At 8 days after sowing, kinetic fluorescence and vigor analyzes based on seedling performance were carried in ten seedlings.

Photochemical indicators

Kinetic imaging fluorescence was assessed after subjecting seedlings to dark conditions for 30 minutes to ensure open reaction centers. Unifoliate leaves were then placed in a Closed FluorCam FC 800-C (Fig. 2), utilizing LED panels with actinic light intensity above 2,500 µmol m^–2 s^–1 and a charge-coupled device (CCD). Maximum yield values of photosystem II after dark adaptation (QY_Max) and suppression of non-photochemical quenching (NPQ_Lss) were recorded.

Seedling length

Measured from the base to the apical bud, and root length was measured from the insertion to the root cap of the primary root using a millimeter ruler.

Fresh and dry biomass

Seedlings were separated into shoots and roots. Fresh mass was weighed on a precision scale (0.0001 g). The materials were then dried in an oven at 60 ºC for 72 hours and dry biomass was determined.

Data analysis

Root protrusion, first count, and germination data were subjected to the Shapiro-Wilk normality test. All data were analyzed using analysis of variance (ANOVA). When significant by the F-test (p ≤ 0.05), means were compared using the Scott-Knott test for seed biopriming with bioinputs and the Bonferroni t-test for salinity conditions, both at p ≤ 0.05 ± standard error.

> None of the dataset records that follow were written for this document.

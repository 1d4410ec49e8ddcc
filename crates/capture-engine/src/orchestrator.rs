//! The capture state machine.

use std::sync::atomic::{AtomicBool, AtomicU8, Ordering};
use std::sync::Arc;
use std::time::{Duration, Instant};

use chrono::Utc;
use integrity_chain::{HashService, IntegrityHashChain, SignatureOptions};
use page_port::{PagePort, PortError, ScrollBehavior, ViewportCapture, ViewportMetrics};
use pageproof_core_types::{
    CaptureConfig, CaptureStage, ImageFormat, NullProgressSink, ProgressSink, ProgressUpdate,
    TruncationReason, ViewportTile,
};
use serde_json::json;
use sticky_guard::StickyGuard;
use tile_stitcher::{StitchOptions, StitchedImage, Stitcher};
use tokio::time::{sleep, timeout};
use tokio_util::sync::CancellationToken;
use tracing::{debug, error, info, warn};

use crate::errors::{CaptureError, EngineError};
use crate::planner::{plan, PlanPolicy, TilePlan};
use crate::result::{CaptureResult, CaptureScope, DualModeCapture, ModeCapture};
use crate::scroll_probe::{InfiniteScrollDetector, ProbeConfig, ScrollProbeReport};
use crate::session::CaptureSession;

/// Per-session progress reporter enforcing a monotonically non-decreasing
/// percent across the whole pipeline.
struct Reporter {
    sink: Arc<dyn ProgressSink>,
    last_percent: AtomicU8,
}

impl Reporter {
    fn new(sink: Arc<dyn ProgressSink>) -> Self {
        Self {
            sink,
            last_percent: AtomicU8::new(0),
        }
    }

    fn stage(&self, stage: CaptureStage, message: &str) {
        self.emit(stage, stage.base_percent(), message.to_string(), None, None);
    }

    /// Terminal report that keeps the percent where the pipeline stopped.
    fn terminal(&self, stage: CaptureStage, message: &str) {
        let percent = self.last_percent.load(Ordering::SeqCst);
        self.emit(stage, percent, message.to_string(), None, None);
    }

    fn tile(&self, current: u32, total: u32) {
        let base = CaptureStage::Capturing.base_percent() as u32;
        let span = CaptureStage::Stitching.base_percent() as u32 - base;
        let percent = (base + current * span / total.max(1)) as u8;
        self.emit(
            CaptureStage::Capturing,
            percent,
            format!("captured tile {current} of {total}"),
            Some(current),
            Some(total),
        );
    }

    fn emit(
        &self,
        stage: CaptureStage,
        percent: u8,
        message: String,
        current_tile: Option<u32>,
        total_tiles: Option<u32>,
    ) {
        let previous = self.last_percent.fetch_max(percent, Ordering::SeqCst);
        self.sink.report(ProgressUpdate {
            stage,
            percent: percent.max(previous),
            message,
            current_tile,
            total_tiles,
        });
    }
}
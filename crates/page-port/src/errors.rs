use thiserror::Error;

/// Errors surfaced by page ports and capture providers.
#[derive(Debug, Error)]
pub enum PortError {
    /// The host capture primitive rejected or failed the request.
    #[error("viewport capture failed: {0}")]
    CaptureFailed(String),

    /// The capture round trip exceeded its deadline.
    #[error("viewport capture timed out")]
    CaptureTimeout,

    /// A previously handed-out element handle no longer resolves.
    #[error("element gone: {0}")]
    ElementGone(String),

    /// Page-side evaluation failed.
    #[error("page script failed: {0}")]
    ScriptFailed(String),

    /// The capability is not available in this host environment.
    #[error("capability unavailable: {0}")]
    Unavailable(String),
}

impl PortError {
    /// Whether a retry of the same operation can plausibly succeed.
    pub fn is_transient(&self) -> bool {
        matches!(self, Self::CaptureFailed(_) | Self::CaptureTimeout)
    }
}
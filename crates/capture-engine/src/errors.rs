use integrity_chain::IntegrityError;
use page_port::PortError;
use sticky_guard::StickyError;
use thiserror::Error;
use tile_stitcher::StitchError;

/// User-facing session errors. Expected conditions are typed; the
/// technical detail behind a `Failed` is logged through tracing, not
/// shown to end users.
#[derive(Debug, Error)]
pub enum CaptureError {
    /// A session is already active; concurrent starts are rejected, not
    /// queued.
    #[error("a capture is already in progress")]
    CaptureInProgress,

    /// The session was cancelled before producing anything stitchable.
    #[error("capture cancelled")]
    Cancelled,

    #[error("{message} (after {duration_ms} ms)")]
    Failed { message: String, duration_ms: u64 },
}

/// Internal fault taxonomy threaded through the orchestrator. Mapped to
/// [`CaptureError`] at the public boundary.
#[derive(Debug, Error)]
pub(crate) enum EngineError {
    #[error("cancelled")]
    Cancelled,

    #[error("viewport capture failed after {attempts} attempts: {last}")]
    CaptureExhausted { attempts: u32, last: PortError },

    #[error("page access failed: {0}")]
    Port(#[from] PortError),

    #[error("sticky element handling failed: {0}")]
    Sticky(#[from] StickyError),

    #[error("stitching failed: {0}")]
    Stitch(#[from] StitchError),

    #[error("integrity hashing failed: {0}")]
    Integrity(#[from] IntegrityError),

    #[error("internal task failed: {0}")]
    Internal(String),
}
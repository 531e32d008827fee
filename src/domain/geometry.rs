//! Geometric types for annotation anchors and resolved canvas coordinates

use serde::Serialize;

/// Canvas coordinates resolved by a host for one annotation
///
/// Either component may be absent when the host cannot place the annotation
/// (no argument, value outside the visible range, and so on).
#[derive(Clone, Copy, Debug, Default, PartialEq, Serialize)]
pub struct Coords {
    pub x: Option<f64>,
    pub y: Option<f64>,
}

impl Coords {
    /// Create fully resolved coordinates
    pub fn new(x: f64, y: f64) -> Self {
        Self {
            x: Some(x),
            y: Some(y),
        }
    }

    /// Coordinates the host could not resolve at all
    pub fn unresolved() -> Self {
        Self::default()
    }

    /// Both components, if both are present and finite
    pub fn point(&self) -> Option<(f64, f64)> {
        match (self.x, self.y) {
            (Some(x), Some(y)) if x.is_finite() && y.is_finite() => Some((x, y)),
            _ => None,
        }
    }

    /// Squared distance to a point, if these coordinates are resolved
    pub fn distance_sq_to(&self, x: f64, y: f64) -> Option<f64> {
        let (cx, cy) = self.point()?;
        let dx = cx - x;
        let dy = cy - y;
        Some(dx * dx + dy * dy)
    }
}

#[cfg(test)]
mod tests {
    use super::*;

    #[test]
    fn test_point_requires_both_components() {
        assert_eq!(Coords::new(100.0, 200.0).point(), Some((100.0, 200.0)));
        assert_eq!(Coords::unresolved().point(), None);
        assert_eq!(
            Coords {
                x: Some(100.0),
                y: None
            }
            .point(),
            None
        );
        assert_eq!(
            Coords {
                x: None,
                y: Some(100.0)
            }
            .point(),
            None
        );
    }

    #[test]
    fn test_point_rejects_nan() {
        let coords = Coords {
            x: Some(f64::NAN),
            y: Some(1.0),
        };
        assert_eq!(coords.point(), None);
    }

    #[test]
    fn test_distance_sq_to() {
        let coords = Coords::new(3.0, 4.0);
        assert_eq!(coords.distance_sq_to(0.0, 0.0), Some(25.0));
        assert_eq!(Coords::unresolved().distance_sq_to(0.0, 0.0), None);
    }
}
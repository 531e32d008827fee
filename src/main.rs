use std::path::{Path, PathBuf};

use anyhow::Context;
use clap::Parser;

use vizmark::Annotation;
use vizmark::chart::{Chart, ChartDocument};
use vizmark::config::{OutputFormat, VizmarkConfig};
use vizmark::render::scene::Scene;
use vizmark::render::{RenderStyle, image, svg};

/// Render chart annotations from a JSON document to SVG or PNG
#[derive(Debug, Parser)]
#[command(name = "vizmark", version, about)]
struct Args {
    /// Chart document with axes and annotation items
    input: PathBuf,

    /// Output file (defaults to a timestamped name in the configured output directory)
    #[arg(short, long)]
    output: Option<PathBuf>,

    /// Output format, overriding the output file extension
    #[arg(short, long, value_parser = parse_format)]
    format: Option<OutputFormat>,

    /// Print tooltip parameters of every annotation as JSON lines
    #[arg(long)]
    tooltips: bool,

    /// Use this configuration file instead of the default one
    #[arg(long)]
    config: Option<PathBuf>,
}

fn parse_format(value: &str) -> Result<OutputFormat, String> {
    match value.to_ascii_lowercase().as_str() {
        "png" => Ok(OutputFormat::Png),
        "svg" => Ok(OutputFormat::Svg),
        other => Err(format!("unknown format {:?} (expected png or svg)", other)),
    }
}

/// Default output path: `Annotations_<timestamp>.<ext>` in the output directory
fn default_output(config: &VizmarkConfig, format: OutputFormat) -> PathBuf {
    let name = chrono::Local::now()
        .format("Annotations_%Y-%m-%d_%H-%M-%S")
        .to_string();
    let dir = config.output_dir.clone().unwrap_or_else(|| PathBuf::from("."));
    dir.join(format!("{}.{}", name, format.extension()))
}

fn load_config(path: Option<&Path>) -> anyhow::Result<VizmarkConfig> {
    match path {
        Some(path) => VizmarkConfig::load_from(path),
        None => Ok(VizmarkConfig::load()),
    }
}

/// One JSON line per annotation with its kind and tooltip data
fn tooltip_lines(annotations: &[Annotation]) -> Vec<String> {
    annotations
        .iter()
        .map(|annotation| {
            serde_json::json!({
                "type": annotation.kind().name(),
                "params": annotation.tooltip_params(),
                "object": annotation.tooltip_format_object(),
            })
            .to_string()
        })
        .collect()
}

fn run(args: Args) -> anyhow::Result<()> {
    let config = load_config(args.config.as_deref())?;
    let document = ChartDocument::load(&args.input)?;
    let canvas = document.canvas(&config);

    let mut chart = Chart::new(canvas, Scene::new());
    chart.set_annotations(&document.annotations);
    let drawn = chart.draw_annotations();
    log::info!(
        "Drew {} of {} annotations on a {}x{} canvas",
        drawn,
        chart.annotations().len(),
        canvas.width,
        canvas.height
    );

    if args.tooltips {
        for line in tooltip_lines(chart.annotations()) {
            println!("{}", line);
        }
    }

    let format = args
        .format
        .or_else(|| args.output.as_deref().and_then(OutputFormat::from_path))
        .unwrap_or(config.output_format);
    let output = args
        .output
        .unwrap_or_else(|| default_output(&config, format));

    let style = RenderStyle::from(&config);
    let scene = chart.into_renderer();
    match format {
        OutputFormat::Svg => svg::save_svg(&scene, canvas.width, canvas.height, &style, &output)?,
        OutputFormat::Png => {
            let mut img = image::new_canvas(canvas.width, canvas.height, &style)
                .with_context(|| format!("Cannot render {}", output.display()))?;
            image::draw_scene_on_image(&mut img, &scene, &style);
            image::save_png(&img, &output)
                .with_context(|| format!("Failed to save {}", output.display()))?;
        }
    }

    log::info!("Saved annotations to {}", output.display());
    Ok(())
}

fn main() -> anyhow::Result<()> {
    env_logger::Builder::from_env(env_logger::Env::default().default_filter_or("warn")).init();
    run(Args::parse())
}

#[cfg(test)]
mod tests {
    use super::*;

    #[test]
    fn test_parse_format() {
        assert_eq!(parse_format("SVG"), Ok(OutputFormat::Svg));
        assert_eq!(parse_format("png"), Ok(OutputFormat::Png));
        assert!(parse_format("gif").is_err());
    }

    #[test]
    fn test_default_output_uses_configured_dir() {
        let config = VizmarkConfig {
            output_dir: Some(PathBuf::from("/tmp/charts")),
            ..Default::default()
        };
        let path = default_output(&config, OutputFormat::Svg);

        assert!(path.starts_with("/tmp/charts"));
        assert_eq!(path.extension().and_then(|e| e.to_str()), Some("svg"));
    }

    #[test]
    fn test_run_writes_svg() {
        let dir = tempfile::tempdir().unwrap();
        let input = dir.path().join("chart.json");
        let output = dir.path().join("out.svg");
        std::fs::write(
            &input,
            r#"{
                "width": 200, "height": 100,
                "argumentAxis": { "min": 0, "max": 10 },
                "valueAxis": { "min": 0, "max": 50 },
                "annotations": {
                    "labelOptions": { "font": { "color": "red" } },
                    "items": [
                        { "x": 5, "y": 25 },
                        { "x": 2, "y": 10, "label": { "text": "low", "font": { "size": 12 } } }
                    ]
                }
            }"#,
        )
        .unwrap();
        let config = dir.path().join("config.json");
        std::fs::write(&config, "{}").unwrap();

        run(Args {
            input,
            output: Some(output.clone()),
            format: None,
            tooltips: false,
            config: Some(config),
        })
        .unwrap();

        let svg = std::fs::read_to_string(&output).unwrap();
        assert!(svg.contains("<circle cx=\"100\" cy=\"50\" r=\"5\""));
        assert!(svg.contains("<text x=\"40\" y=\"80\" fill=\"red\" font-size=\"12\">low</text>"));
    }

    #[test]
    fn test_run_writes_png() {
        let dir = tempfile::tempdir().unwrap();
        let input = dir.path().join("chart.json");
        let output = dir.path().join("out.png");
        std::fs::write(
            &input,
            r#"{ "width": 20, "height": 10, "annotations": { "items": [{ "x": 50, "y": 50 }] } }"#,
        )
        .unwrap();
        let config = dir.path().join("config.json");
        std::fs::write(&config, "{}").unwrap();

        run(Args {
            input,
            output: Some(output.clone()),
            format: None,
            tooltips: false,
            config: Some(config),
        })
        .unwrap();

        let img = ::image::open(&output).unwrap();
        assert_eq!((img.width(), img.height()), (20, 10));
    }

    #[test]
    fn test_tooltip_lines() {
        let document = ChartDocument::parse(
            r#"{
                "width": 200, "height": 100,
                "argumentAxis": { "min": 0, "max": 10 },
                "valueAxis": { "min": 0, "max": 50 },
                "annotations": { "items": [
                    { "x": 5, "y": 25, "name": "mid" },
                    { "x": 1, "label": { "text": "off" } }
                ] }
            }"#,
        )
        .unwrap();
        let mut chart = Chart::new(document.canvas(&VizmarkConfig::default()), Scene::new());
        chart.set_annotations(&document.annotations);
        chart.draw_annotations();

        let lines: Vec<serde_json::Value> = tooltip_lines(chart.annotations())
            .iter()
            .map(|line| serde_json::from_str(line).unwrap())
            .collect();

        assert_eq!(lines.len(), 2);
        assert_eq!(lines[0]["type"], "simple");
        assert_eq!(lines[0]["params"], serde_json::json!({ "x": 100.0, "y": 50.0 }));
        assert_eq!(lines[0]["object"]["name"], "mid");
        assert_eq!(lines[1]["type"], "label");
        assert_eq!(lines[1]["params"], serde_json::json!({ "x": 20.0, "y": null }));
    }

    #[test]
    fn test_run_rejects_oversized_png_canvas() {
        let dir = tempfile::tempdir().unwrap();
        let input = dir.path().join("chart.json");
        let output = dir.path().join("out.png");
        std::fs::write(
            &input,
            r#"{ "width": 4000000000, "height": 4000000000, "annotations": { "items": [] } }"#,
        )
        .unwrap();
        let config = dir.path().join("config.json");
        std::fs::write(&config, "{}").unwrap();

        let result = run(Args {
            input,
            output: Some(output.clone()),
            format: None,
            tooltips: false,
            config: Some(config),
        });

        assert!(result.is_err());
        assert!(!output.exists());
    }
}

The interaction between conditions and seed biopriming significantly affected all evaluated characteristics (p ≤ 0.05) (Table 1). Salinity induced by NaCl negatively impacted the phenotypic responses of soybean seedlings; under this condition, seedlings exhibited low vigor after five days (Fig. 3). However, biopriming with Parachlorella sp. + B. subtilis and Parachlorella sp. + T. harzianum resulted in seedlings with better lateral root and root development. In the control condition, at five days, seeds bioprimed with T. harzianum and Parachlorella sp. + B. subtilis showed greater root length and volume.

Table 1

Results of the analysis of variance of the effects of salinity and seed biopriming and the interaction on the characteristics evaluated in soybean seeds and seedlings
Characteristic	p-valor
Characteristic	Salinity (S)	Biopriming (B)	S × B	C.V. (%)
RP	0.0408	< 0.0001	0.0012	4.62
FC	0.0001	0.1705	0.0137	5.60
NS	0.6711	0.0001	0.0407	8.76
AS	0.9021	0.0001	0.0509	49.44
NPQ_Lss	0.0009	0.0001	< 0.0001	28.16
QY_Max	0.0001	< 0.0001	< 0.0001	8.74
SL	< 0.0001	< 0.0001	0.0071	9.36
RL	0.0385	0.0003	0.0372	13.34
TL	0.0003	< 0.0001	0.0105	9.87
SFM	0.2534	0.0013	0.0042	5.76
RFM	< 0.0001	< 0.0001	< 0.0001	14.92
SDM	0.2534	0.0013	0.0042	5.76
RDM	< 0.0001	< 0.0001	< 0.0001	14.92

RP: root protrusion, FC: first count, NS: normal seedlings, AS: abnormal seedlings, QY_Max: maximum yield of the photosystem II after dark adaptation, NPQ_Lss: non-photochemical quenching suppression, SL: shoot length, RL: root length, TL: total length, SFM: shoot fresh mass, RFM: root fresh mass, TFM: total fresh mass, SDM: shoot dry mass, RDM: root dry mass, TDM: total dry mass.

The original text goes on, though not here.